EXERCISE DIRECTIONS:
Out of the records below, copy all lines in which the word "ServiceError" occurs.
____
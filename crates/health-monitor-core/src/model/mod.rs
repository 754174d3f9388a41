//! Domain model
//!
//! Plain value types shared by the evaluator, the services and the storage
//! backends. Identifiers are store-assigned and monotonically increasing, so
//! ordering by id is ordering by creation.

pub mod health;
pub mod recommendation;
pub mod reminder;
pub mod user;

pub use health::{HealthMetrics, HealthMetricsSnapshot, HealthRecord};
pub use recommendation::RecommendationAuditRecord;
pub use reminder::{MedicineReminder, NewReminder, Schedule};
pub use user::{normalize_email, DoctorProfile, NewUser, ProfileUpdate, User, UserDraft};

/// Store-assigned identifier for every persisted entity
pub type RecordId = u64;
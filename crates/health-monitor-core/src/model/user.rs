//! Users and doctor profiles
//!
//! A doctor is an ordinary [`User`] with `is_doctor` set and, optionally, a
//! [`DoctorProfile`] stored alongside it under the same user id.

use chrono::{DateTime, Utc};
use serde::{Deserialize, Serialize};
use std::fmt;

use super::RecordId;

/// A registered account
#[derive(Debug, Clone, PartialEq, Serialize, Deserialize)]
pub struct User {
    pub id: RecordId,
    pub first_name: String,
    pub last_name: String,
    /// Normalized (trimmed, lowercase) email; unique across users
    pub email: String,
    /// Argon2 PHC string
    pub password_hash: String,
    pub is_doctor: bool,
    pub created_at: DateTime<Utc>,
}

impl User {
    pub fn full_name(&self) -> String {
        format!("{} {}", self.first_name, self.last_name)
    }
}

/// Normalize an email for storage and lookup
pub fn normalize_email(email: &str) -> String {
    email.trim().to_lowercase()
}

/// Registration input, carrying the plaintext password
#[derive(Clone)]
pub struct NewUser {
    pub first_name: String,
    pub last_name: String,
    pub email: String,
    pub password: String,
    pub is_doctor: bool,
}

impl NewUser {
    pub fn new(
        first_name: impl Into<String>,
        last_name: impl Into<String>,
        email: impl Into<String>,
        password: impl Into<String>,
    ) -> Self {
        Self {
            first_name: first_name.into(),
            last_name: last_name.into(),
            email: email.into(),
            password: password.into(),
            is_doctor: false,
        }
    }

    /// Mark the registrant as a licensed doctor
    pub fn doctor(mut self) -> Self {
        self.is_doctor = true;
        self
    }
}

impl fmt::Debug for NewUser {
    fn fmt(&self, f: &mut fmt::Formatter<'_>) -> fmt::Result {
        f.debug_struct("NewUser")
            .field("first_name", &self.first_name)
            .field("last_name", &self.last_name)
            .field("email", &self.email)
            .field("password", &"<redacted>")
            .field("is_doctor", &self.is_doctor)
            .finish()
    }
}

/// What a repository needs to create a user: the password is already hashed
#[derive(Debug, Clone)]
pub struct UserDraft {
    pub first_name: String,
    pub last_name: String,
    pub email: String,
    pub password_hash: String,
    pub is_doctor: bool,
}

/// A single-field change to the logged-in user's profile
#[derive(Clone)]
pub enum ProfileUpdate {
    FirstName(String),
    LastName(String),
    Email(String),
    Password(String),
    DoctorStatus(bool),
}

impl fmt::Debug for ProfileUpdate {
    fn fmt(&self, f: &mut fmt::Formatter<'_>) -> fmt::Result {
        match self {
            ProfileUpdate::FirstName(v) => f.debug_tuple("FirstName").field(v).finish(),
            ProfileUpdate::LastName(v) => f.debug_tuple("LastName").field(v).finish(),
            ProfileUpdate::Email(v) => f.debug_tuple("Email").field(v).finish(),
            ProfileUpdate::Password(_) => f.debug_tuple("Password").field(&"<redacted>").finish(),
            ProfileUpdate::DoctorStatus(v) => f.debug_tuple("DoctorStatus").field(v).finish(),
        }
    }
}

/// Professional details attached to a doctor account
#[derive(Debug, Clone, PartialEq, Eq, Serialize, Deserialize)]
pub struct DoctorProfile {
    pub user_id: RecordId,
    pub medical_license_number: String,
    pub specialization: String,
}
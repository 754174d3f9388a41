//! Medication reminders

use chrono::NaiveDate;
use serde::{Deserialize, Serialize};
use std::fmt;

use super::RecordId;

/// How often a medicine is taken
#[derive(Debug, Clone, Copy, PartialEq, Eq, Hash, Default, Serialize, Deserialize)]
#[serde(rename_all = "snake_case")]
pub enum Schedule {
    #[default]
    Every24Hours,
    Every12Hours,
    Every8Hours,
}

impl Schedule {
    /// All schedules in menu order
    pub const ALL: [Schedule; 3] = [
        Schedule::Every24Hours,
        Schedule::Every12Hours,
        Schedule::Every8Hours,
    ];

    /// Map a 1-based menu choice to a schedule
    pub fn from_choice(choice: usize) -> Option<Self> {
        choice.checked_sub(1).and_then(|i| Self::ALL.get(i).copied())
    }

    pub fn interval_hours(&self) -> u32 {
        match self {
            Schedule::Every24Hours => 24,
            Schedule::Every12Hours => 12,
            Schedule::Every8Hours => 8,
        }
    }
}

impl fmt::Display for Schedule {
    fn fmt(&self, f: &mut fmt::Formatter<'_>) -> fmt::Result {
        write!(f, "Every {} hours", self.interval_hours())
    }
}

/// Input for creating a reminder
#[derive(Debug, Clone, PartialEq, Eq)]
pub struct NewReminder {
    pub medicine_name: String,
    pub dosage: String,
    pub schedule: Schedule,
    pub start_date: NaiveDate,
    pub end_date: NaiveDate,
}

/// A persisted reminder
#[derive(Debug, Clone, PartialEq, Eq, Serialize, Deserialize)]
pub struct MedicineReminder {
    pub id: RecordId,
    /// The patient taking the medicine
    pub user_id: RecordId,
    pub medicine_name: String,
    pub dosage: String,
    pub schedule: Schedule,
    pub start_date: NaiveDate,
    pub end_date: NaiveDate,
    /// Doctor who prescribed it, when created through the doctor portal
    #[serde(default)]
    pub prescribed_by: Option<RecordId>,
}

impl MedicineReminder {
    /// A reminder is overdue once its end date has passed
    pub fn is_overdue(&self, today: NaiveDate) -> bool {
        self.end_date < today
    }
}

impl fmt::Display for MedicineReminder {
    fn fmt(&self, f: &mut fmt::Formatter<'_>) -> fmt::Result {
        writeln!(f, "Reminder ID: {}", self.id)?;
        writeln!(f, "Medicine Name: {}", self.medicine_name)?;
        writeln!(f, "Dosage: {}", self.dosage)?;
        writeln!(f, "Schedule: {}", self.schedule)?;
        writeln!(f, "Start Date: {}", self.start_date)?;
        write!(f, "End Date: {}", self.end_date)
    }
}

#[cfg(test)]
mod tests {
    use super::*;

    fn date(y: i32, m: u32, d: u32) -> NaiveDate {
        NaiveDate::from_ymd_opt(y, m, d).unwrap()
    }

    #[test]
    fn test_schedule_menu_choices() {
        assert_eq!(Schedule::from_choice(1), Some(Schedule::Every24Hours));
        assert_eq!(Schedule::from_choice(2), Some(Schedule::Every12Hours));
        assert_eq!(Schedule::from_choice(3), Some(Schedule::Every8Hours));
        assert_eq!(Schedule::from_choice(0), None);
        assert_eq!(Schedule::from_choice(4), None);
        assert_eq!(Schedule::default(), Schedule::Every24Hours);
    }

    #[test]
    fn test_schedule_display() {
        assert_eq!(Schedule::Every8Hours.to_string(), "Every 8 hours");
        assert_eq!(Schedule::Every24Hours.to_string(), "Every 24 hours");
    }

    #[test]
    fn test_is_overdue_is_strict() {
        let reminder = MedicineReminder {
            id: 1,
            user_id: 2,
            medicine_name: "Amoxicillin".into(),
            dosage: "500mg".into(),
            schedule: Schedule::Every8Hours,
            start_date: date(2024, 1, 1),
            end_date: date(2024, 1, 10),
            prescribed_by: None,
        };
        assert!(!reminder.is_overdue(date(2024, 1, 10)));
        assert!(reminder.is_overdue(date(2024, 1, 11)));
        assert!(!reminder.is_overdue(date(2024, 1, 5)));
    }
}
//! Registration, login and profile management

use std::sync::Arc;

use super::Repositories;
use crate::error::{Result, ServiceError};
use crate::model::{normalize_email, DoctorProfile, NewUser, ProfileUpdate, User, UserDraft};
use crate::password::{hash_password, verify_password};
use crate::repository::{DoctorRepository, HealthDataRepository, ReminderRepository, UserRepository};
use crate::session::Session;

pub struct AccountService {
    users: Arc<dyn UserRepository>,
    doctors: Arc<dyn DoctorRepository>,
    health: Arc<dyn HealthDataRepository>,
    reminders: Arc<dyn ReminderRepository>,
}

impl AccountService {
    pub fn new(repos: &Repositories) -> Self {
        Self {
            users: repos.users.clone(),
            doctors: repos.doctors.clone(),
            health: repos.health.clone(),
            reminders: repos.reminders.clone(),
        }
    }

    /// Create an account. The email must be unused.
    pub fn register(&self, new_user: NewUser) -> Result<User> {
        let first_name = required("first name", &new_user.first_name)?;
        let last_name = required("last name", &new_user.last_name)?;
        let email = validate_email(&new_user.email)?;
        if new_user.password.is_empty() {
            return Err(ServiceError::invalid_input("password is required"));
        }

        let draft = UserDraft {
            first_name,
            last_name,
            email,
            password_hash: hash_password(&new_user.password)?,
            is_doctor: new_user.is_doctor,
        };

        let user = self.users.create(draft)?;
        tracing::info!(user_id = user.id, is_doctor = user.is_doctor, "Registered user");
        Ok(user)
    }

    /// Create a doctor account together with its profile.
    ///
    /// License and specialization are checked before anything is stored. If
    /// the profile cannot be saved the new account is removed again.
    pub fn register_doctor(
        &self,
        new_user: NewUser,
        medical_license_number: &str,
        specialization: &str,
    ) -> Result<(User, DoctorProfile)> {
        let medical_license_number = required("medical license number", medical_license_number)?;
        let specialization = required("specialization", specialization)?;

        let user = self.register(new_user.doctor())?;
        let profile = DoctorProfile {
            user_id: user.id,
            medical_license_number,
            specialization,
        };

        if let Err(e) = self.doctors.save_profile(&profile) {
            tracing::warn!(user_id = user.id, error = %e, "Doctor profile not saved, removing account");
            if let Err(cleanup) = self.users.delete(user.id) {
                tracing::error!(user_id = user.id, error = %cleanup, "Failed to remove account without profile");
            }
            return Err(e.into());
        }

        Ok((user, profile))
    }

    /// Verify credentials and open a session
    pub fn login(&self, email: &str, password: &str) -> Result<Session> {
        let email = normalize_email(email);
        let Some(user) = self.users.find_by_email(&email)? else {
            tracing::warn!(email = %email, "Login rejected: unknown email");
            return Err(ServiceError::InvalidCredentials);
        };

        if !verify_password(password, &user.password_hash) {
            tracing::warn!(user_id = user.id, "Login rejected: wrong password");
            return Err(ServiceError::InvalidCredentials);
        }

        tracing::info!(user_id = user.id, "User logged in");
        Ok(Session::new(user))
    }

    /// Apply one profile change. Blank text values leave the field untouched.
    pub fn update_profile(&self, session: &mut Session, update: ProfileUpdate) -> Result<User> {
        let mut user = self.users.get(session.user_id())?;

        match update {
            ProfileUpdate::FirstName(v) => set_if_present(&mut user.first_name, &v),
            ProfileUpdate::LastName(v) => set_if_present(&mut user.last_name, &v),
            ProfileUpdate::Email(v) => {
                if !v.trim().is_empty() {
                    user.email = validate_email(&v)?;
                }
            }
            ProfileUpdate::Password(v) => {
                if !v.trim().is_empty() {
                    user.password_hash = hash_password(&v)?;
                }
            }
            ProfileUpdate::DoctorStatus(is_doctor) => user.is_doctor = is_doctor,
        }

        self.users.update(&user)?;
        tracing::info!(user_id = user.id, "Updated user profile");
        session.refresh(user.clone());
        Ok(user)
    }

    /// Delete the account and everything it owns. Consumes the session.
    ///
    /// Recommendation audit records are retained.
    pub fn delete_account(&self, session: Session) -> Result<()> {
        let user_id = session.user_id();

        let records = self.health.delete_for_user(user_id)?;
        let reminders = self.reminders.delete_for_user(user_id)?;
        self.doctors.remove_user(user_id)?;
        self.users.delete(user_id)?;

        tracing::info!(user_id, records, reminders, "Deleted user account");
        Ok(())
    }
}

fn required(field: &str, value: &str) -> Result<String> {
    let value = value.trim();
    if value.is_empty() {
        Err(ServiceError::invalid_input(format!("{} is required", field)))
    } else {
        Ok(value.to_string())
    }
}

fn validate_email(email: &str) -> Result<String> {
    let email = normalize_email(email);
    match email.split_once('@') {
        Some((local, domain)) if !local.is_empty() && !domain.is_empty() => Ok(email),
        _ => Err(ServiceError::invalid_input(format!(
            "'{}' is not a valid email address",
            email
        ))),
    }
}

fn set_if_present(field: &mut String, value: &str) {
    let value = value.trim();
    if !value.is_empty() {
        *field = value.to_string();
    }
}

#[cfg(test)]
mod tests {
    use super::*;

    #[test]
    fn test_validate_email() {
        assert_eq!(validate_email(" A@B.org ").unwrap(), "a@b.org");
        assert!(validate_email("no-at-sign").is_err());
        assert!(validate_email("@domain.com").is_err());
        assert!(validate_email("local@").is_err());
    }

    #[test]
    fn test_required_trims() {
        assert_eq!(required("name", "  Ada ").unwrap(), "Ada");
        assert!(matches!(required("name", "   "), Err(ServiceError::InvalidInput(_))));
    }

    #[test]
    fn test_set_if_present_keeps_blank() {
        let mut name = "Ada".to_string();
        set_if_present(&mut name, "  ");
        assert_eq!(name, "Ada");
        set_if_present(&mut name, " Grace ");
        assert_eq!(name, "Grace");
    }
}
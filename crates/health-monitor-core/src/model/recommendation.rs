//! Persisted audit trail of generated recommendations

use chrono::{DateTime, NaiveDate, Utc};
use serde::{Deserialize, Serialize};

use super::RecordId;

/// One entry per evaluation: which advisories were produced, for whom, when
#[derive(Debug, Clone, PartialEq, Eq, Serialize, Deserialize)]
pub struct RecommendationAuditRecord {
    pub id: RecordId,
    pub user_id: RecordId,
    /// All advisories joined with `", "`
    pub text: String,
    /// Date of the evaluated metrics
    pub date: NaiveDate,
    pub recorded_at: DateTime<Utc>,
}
____
ANSWER SECTION:
use crate::error::{Result, ServiceError};
            return Err(ServiceError::invalid_input("password is required"));
            return Err(ServiceError::InvalidCredentials);
            return Err(ServiceError::InvalidCredentials);
        Err(ServiceError::invalid_input(format!("{} is required", field)))
        _ => Err(ServiceError::invalid_input(format!(
        assert!(matches!(required("name", "   "), Err(ServiceError::InvalidInput(_))));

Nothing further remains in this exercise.